[Provided data — start]
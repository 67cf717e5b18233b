use serde::Deserialize;

use crate::ConfigSection;

#[derive(Debug, Clone, Deserialize)]
pub struct ProverConfig {
    pub addr: String,
    #[serde(default = "default_timeout_ms")]
    pub request_timeout_ms: u64,
}

fn default_timeout_ms() -> u64 {
    60_000
}

impl ConfigSection for ProverConfig {
    const PREFIX: &'static str = "PROVER_";
}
[Provided data — finish]
■ Work required
For each line of the entries that holds the word "ProverConfig", pull that line out.

■ Solution to the exercise
pub struct ProverConfig {
impl ConfigSection for ProverConfig {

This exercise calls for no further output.